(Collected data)
[Start of section]

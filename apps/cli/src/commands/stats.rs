//! 时间序列统计

use anyhow::{Context, Result};
use clap::Args;
use pendant_sdk::prelude::*;
use pendant_sdk::tools::{DEFAULT_EQUILIBRIUM_WINDOW, SeriesStatistics, read_time_series};
use std::path::PathBuf;

/// 统计命令参数
#[derive(Args, Debug)]
pub struct StatsCommand {
    /// 时间序列 CSV
    pub series: PathBuf,

    /// 平衡表面张力取末尾多少个采样
    #[arg(short, long, default_value_t = DEFAULT_EQUILIBRIUM_WINDOW)]
    pub window: usize,
}

impl StatsCommand {
    pub fn execute(&self) -> Result<()> {
        let series = read_time_series(&self.series)
            .with_context(|| format!("failed to read {}", self.series.display()))?;
        let Some(stats) = SeriesStatistics::from_series(&series) else {
            println!("⚠️ {} 没有采样", self.series.display());
            return Ok(());
        };

        println!("📊 {}", self.series.display());
        println!("  采样数: {}", stats.count);
        println!("  时长:   {:.1} s", stats.duration_s);
        println!("  平均:   {:.2} mN/m", stats.mean);
        println!("  标准差: {:.2} mN/m", stats.std_dev);
        println!("  范围:   {:.2} ~ {:.2} mN/m", stats.min, stats.max);
        if let Some(st) = equilibrium_surface_tension(&series, self.window) {
            println!("  平衡表面张力（末 {} 个）: {:.2} mN/m", self.window, st);
        }
        Ok(())
    }
}

#[cfg(test)]
mod tests {
    use super::*;
    use pendant_sdk::tools::write_time_series;

    #[test]
    fn test_stats_of_written_series() {
        let dir = tempfile::tempdir().unwrap();
        let path = dir.path().join("series.csv");
        let samples: Vec<Sample> = (0..10)
            .map(|i| Sample::new(i as f64, 70.0 - i as f64))
            .collect();
        write_time_series(&path, &TimeSeries::from(samples)).unwrap();

        let cmd = StatsCommand { series: path, window: 3 };
        cmd.execute().unwrap();
    }

    #[test]
    fn test_stats_missing_file() {
        let cmd = StatsCommand {
            series: PathBuf::from("/nonexistent/series.csv"),
            window: 3,
        };
        assert!(cmd.execute().is_err());
    }
}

[End of section]

Determine how many lines of the data above contain the string "Some", and answer with the number only.

2